Dataset records =>
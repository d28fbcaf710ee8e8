//! Word-level diff highlighting for before/after sections.
//!
//! Alignment uses the greedy longest-matching-block strategy: take the longest
//! common run of words (earliest in the old text, then earliest in the new text
//! on ties), then recurse on the words left and right of it. There is no junk
//! heuristic. The resulting opcodes are `similar::DiffOp` values so callers can
//! use `as_tag_tuple` to get the ranges.

use similar::{DiffOp, DiffTag};
use std::collections::HashMap;
use std::hash::Hash;

pub const REMOVED_OPEN: &str = "<del>";
pub const REMOVED_CLOSE: &str = "</del>";
pub const ADDED_OPEN: &str = "<ins>";
pub const ADDED_CLOSE: &str = "</ins>";

#[derive(Debug, Clone, Copy, PartialEq, Eq)]
struct Block {
    old: usize,
    new: usize,
    len: usize,
}

struct BlockMatcher<'a, T> {
    old: &'a [T],
    new: &'a [T],
    positions: HashMap<&'a T, Vec<usize>>,
}

impl<'a, T: Eq + Hash> BlockMatcher<'a, T> {
    fn new(old: &'a [T], new: &'a [T]) -> Self {
        let mut positions: HashMap<&'a T, Vec<usize>> = HashMap::new();
        for (j, item) in new.iter().enumerate() {
            positions.entry(item).or_default().push(j);
        }
        Self {
            old,
            new,
            positions,
        }
    }

    /// Longest common run within `old[alo..ahi]` and `new[blo..bhi]`.
    fn longest_match(&self, alo: usize, ahi: usize, blo: usize, bhi: usize) -> Block {
        let mut best = Block {
            old: alo,
            new: blo,
            len: 0,
        };
        // run_lengths[j] = length of the common run ending at old[i - 1], new[j]
        let mut run_lengths: HashMap<usize, usize> = HashMap::new();
        for i in alo..ahi {
            let mut next = HashMap::new();
            if let Some(js) = self.positions.get(&self.old[i]) {
                for &j in js {
                    if j < blo {
                        continue;
                    }
                    if j >= bhi {
                        break;
                    }
                    let k = j
                        .checked_sub(1)
                        .and_then(|prev| run_lengths.get(&prev))
                        .copied()
                        .unwrap_or(0)
                        + 1;
                    next.insert(j, k);
                    if k > best.len {
                        best = Block {
                            old: i + 1 - k,
                            new: j + 1 - k,
                            len: k,
                        };
                    }
                }
            }
            run_lengths = next;
        }
        best
    }

    /// Matching blocks in order, adjacent runs merged, terminated by an
    /// empty sentinel at `(old.len(), new.len())`.
    fn matching_blocks(&self) -> Vec<Block> {
        let mut pending = vec![(0, self.old.len(), 0, self.new.len())];
        let mut blocks = Vec::new();

        while let Some((alo, ahi, blo, bhi)) = pending.pop() {
            let block = self.longest_match(alo, ahi, blo, bhi);
            if block.len == 0 {
                continue;
            }
            blocks.push(block);
            if alo < block.old && blo < block.new {
                pending.push((alo, block.old, blo, block.new));
            }
            let (old_end, new_end) = (block.old + block.len, block.new + block.len);
            if old_end < ahi && new_end < bhi {
                pending.push((old_end, ahi, new_end, bhi));
            }
        }
        blocks.sort_by_key(|b| (b.old, b.new));

        let mut merged: Vec<Block> = Vec::with_capacity(blocks.len() + 1);
        for block in blocks {
            if let Some(last) = merged.last_mut()
                && last.old + last.len == block.old
                && last.new + last.len == block.new
            {
                last.len += block.len;
            } else {
                merged.push(block);
            }
        }
        merged.push(Block {
            old: self.old.len(),
            new: self.new.len(),
            len: 0,
        });
        merged
    }
}

/// Alignment of `old` against `new` as equal/delete/insert/replace opcodes.
///
/// The ranges of the returned ops cover `0..old.len()` and `0..new.len()`
/// exactly once, in order.
pub fn opcodes<T: Eq + Hash>(old: &[T], new: &[T]) -> Vec<DiffOp> {
    let matcher = BlockMatcher::new(old, new);
    let mut ops = Vec::new();
    let (mut i, mut j) = (0, 0);

    for block in matcher.matching_blocks() {
        match (i < block.old, j < block.new) {
            (true, true) => ops.push(DiffOp::Replace {
                old_index: i,
                old_len: block.old - i,
                new_index: j,
                new_len: block.new - j,
            }),
            (true, false) => ops.push(DiffOp::Delete {
                old_index: i,
                old_len: block.old - i,
                new_index: j,
            }),
            (false, true) => ops.push(DiffOp::Insert {
                old_index: i,
                new_index: j,
                new_len: block.new - j,
            }),
            (false, false) => {}
        }
        i = block.old + block.len;
        j = block.new + block.len;
        if block.len > 0 {
            ops.push(DiffOp::Equal {
                old_index: block.old,
                new_index: block.new,
                len: block.len,
            });
        }
    }
    ops
}

/// Highlight word-level changes between `original` and `updated`.
///
/// Removed words are wrapped in `<del>` in the first output, added words in
/// `<ins>` in the second. Both outputs are re-joined with single spaces.
pub fn highlight(original: &str, updated: &str) -> (String, String) {
    let old: Vec<&str> = original.split_whitespace().collect();
    let new: Vec<&str> = updated.split_whitespace().collect();

    let mut old_marked: Vec<String> = Vec::with_capacity(old.len());
    let mut new_marked: Vec<String> = Vec::with_capacity(new.len());

    for op in opcodes(&old, &new) {
        let (tag, old_range, new_range) = op.as_tag_tuple();
        match tag {
            DiffTag::Equal => {
                old_marked.extend(old[old_range].iter().map(|w| w.to_string()));
                new_marked.extend(new[new_range].iter().map(|w| w.to_string()));
            }
            DiffTag::Delete => {
                old_marked.push(wrap(&old[old_range], REMOVED_OPEN, REMOVED_CLOSE));
            }
            DiffTag::Insert => {
                new_marked.push(wrap(&new[new_range], ADDED_OPEN, ADDED_CLOSE));
            }
            DiffTag::Replace => {
                old_marked.push(wrap(&old[old_range], REMOVED_OPEN, REMOVED_CLOSE));
                new_marked.push(wrap(&new[new_range], ADDED_OPEN, ADDED_CLOSE));
            }
        }
    }

    (old_marked.join(" "), new_marked.join(" "))
}

fn wrap(words: &[&str], open: &str, close: &str) -> String {
    format!("{open}{}{close}", words.join(" "))
}
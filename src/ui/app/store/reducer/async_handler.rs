use super::super::super::state::{AppState, Notice};
use super::super::action::AsyncAction;
use super::super::command::Command;

pub fn reduce(state: &mut AppState, action: AsyncAction) -> Vec<Command> {
    match action {
        AsyncAction::DatasetReadFailed { source, error } => {
            log::warn!("Failed to read dataset {source}: {error}");
            state.set_notice(Notice::error(format!("Could not read {source}: {error}")));
        }
        AsyncAction::ReviewUploaded {
            uid,
            path,
            record,
            result,
        } => match result {
            Ok(()) => {
                // A resubmission replaces the previous record in place.
                if let Some(entry) = state.session.entries.get_mut(&uid) {
                    entry.review = Some(record);
                }
                if let Some(form) = state.session.form_for(&uid) {
                    form.complete_submit();
                }
                log::info!(
                    "[{}] Review for entry {uid} saved to {path}",
                    state.session.session_id
                );
                state.set_notice(Notice::success(format!(
                    "Review submitted and saved to {path}."
                )));
            }
            Err(error) => {
                if let Some(form) = state.session.form_for(&uid) {
                    form.fail_submit();
                }
                log::error!(
                    "[{}] Failed to save review for entry {uid}: {error}",
                    state.session.session_id
                );
                state.set_notice(Notice::error(format!(
                    "Failed to save review: {error}. Submit again to retry."
                )));
            }
        },
    }
    Vec::new()
}
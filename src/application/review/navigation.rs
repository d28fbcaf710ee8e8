use crate::domain::EntryUid;

/// Index after `current`, wrapping to the first entry. `len` must be non-zero.
pub fn next_index(current: usize, len: usize) -> usize {
    (current + 1) % len
}

/// Uid that follows `current` in `uids`, wrapping around.
pub fn next_uid<'a>(uids: &'a [EntryUid], current: &str) -> Option<&'a EntryUid> {
    let position = uids.iter().position(|uid| uid == current)?;
    uids.get(next_index(position, uids.len()))
}

#[cfg(test)]
mod tests {
    use super::*;

    fn uids(n: usize) -> Vec<EntryUid> {
        (0..n).map(|i| i.to_string()).collect()
    }

    #[test]
    fn advances_by_one() {
        let uids = uids(4);
        for k in 0..3 {
            assert_eq!(next_uid(&uids, &uids[k]), Some(&uids[k + 1]));
        }
    }

    #[test]
    fn wraps_from_last_to_first() {
        let uids = uids(4);
        assert_eq!(next_uid(&uids, "3"), Some(&uids[0]));
        assert_eq!(next_index(3, 4), 0);
    }

    #[test]
    fn single_entry_returns_itself() {
        let uids = uids(1);
        assert_eq!(next_uid(&uids, "0"), Some(&uids[0]));
    }

    #[test]
    fn unknown_uid_has_no_successor() {
        assert_eq!(next_uid(&uids(2), "missing"), None);
    }
}
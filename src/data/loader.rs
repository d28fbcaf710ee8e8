//! Dataset parsing.
//!
//! Accepts either a JSON array of entry objects or an object whose values are
//! entry objects. Entries without a uid get their position as uid, so loading
//! the same bytes twice always yields the same collection.

use std::path::Path;

use serde_json::Value;

use super::entries::EntryStore;
use crate::domain::{DatasetError, Entry};
use crate::infra::hash::hash64;

/// A parsed dataset and the digest of the bytes it came from.
#[derive(Debug, Clone, PartialEq)]
pub struct LoadedDataset {
    pub store: EntryStore,
    pub digest: u64,
}

pub fn parse_dataset(bytes: &[u8]) -> Result<LoadedDataset, DatasetError> {
    let raw: Value = serde_json::from_slice(bytes)?;
    let items: Vec<Value> = match raw {
        Value::Array(items) => items,
        Value::Object(map) => map.into_iter().map(|(_, v)| v).collect(),
        other => return Err(DatasetError::UnsupportedShape(json_kind(&other))),
    };
    if items.is_empty() {
        return Err(DatasetError::Empty);
    }

    let mut entries = Vec::with_capacity(items.len());
    for (index, item) in items.into_iter().enumerate() {
        if !item.is_object() {
            return Err(DatasetError::InvalidEntry {
                index,
                reason: format!("expected an object, found {}", json_kind(&item)),
            });
        }
        let mut entry: Entry =
            serde_json::from_value(item).map_err(|e| DatasetError::InvalidEntry {
                index,
                reason: e.to_string(),
            })?;
        if entry.uid.is_empty() {
            entry.uid = index.to_string();
        }
        entries.push(entry);
    }

    Ok(LoadedDataset {
        store: EntryStore::from_entries(entries)?,
        digest: hash64(bytes),
    })
}

pub fn load_dataset_file(path: &Path) -> Result<LoadedDataset, DatasetError> {
    let bytes = std::fs::read(path)?;
    parse_dataset(&bytes)
}

fn json_kind(value: &Value) -> &'static str {
    match value {
        Value::Null => "null",
        Value::Bool(_) => "a boolean",
        Value::Number(_) => "a number",
        Value::String(_) => "a string",
        Value::Array(_) => "an array",
        Value::Object(_) => "an object",
    }
}
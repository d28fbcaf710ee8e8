//! Session state, the reducer store and the app that drives them.

mod root;
mod state;
mod store;

pub use root::ReviewApp;
pub use state::{AppState, Notice, NoticeLevel, SessionState, UiState};
pub use store::{
    Action, AsyncAction, Command, DatasetAction, NavigationAction, ReviewAction, advance_to_next,
    select_entry, stay_on_entry,
};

Exercise description => Return the span of lines in the data above that opens at the line with "last.len == block.old" and closes at the line with "let mut new_marked: Vec<String>", exactly, ends included, nothing else.

Response for this exercise =>
                && last.old + last.len == block.old
                && last.new + last.len == block.new
            {
                last.len += block.len;
            } else {
                merged.push(block);
            }
        }
        merged.push(Block {
            old: self.old.len(),
            new: self.new.len(),
            len: 0,
        });
        merged
    }
}

/// Alignment of `old` against `new` as equal/delete/insert/replace opcodes.
///
/// The ranges of the returned ops cover `0..old.len()` and `0..new.len()`
/// exactly once, in order.
pub fn opcodes<T: Eq + Hash>(old: &[T], new: &[T]) -> Vec<DiffOp> {
    let matcher = BlockMatcher::new(old, new);
    let mut ops = Vec::new();
    let (mut i, mut j) = (0, 0);

    for block in matcher.matching_blocks() {
        match (i < block.old, j < block.new) {
            (true, true) => ops.push(DiffOp::Replace {
                old_index: i,
                old_len: block.old - i,
                new_index: j,
                new_len: block.new - j,
            }),
            (true, false) => ops.push(DiffOp::Delete {
                old_index: i,
                old_len: block.old - i,
                new_index: j,
            }),
            (false, true) => ops.push(DiffOp::Insert {
                old_index: i,
                new_index: j,
                new_len: block.new - j,
            }),
            (false, false) => {}
        }
        i = block.old + block.len;
        j = block.new + block.len;
        if block.len > 0 {
            ops.push(DiffOp::Equal {
                old_index: block.old,
                new_index: block.new,
                len: block.len,
            });
        }
    }
    ops
}

/// Highlight word-level changes between `original` and `updated`.
///
/// Removed words are wrapped in `<del>` in the first output, added words in
/// `<ins>` in the second. Both outputs are re-joined with single spaces.
pub fn highlight(original: &str, updated: &str) -> (String, String) {
    let old: Vec<&str> = original.split_whitespace().collect();
    let new: Vec<&str> = updated.split_whitespace().collect();

    let mut old_marked: Vec<String> = Vec::with_capacity(old.len());
    let mut new_marked: Vec<String> = Vec::with_capacity(new.len());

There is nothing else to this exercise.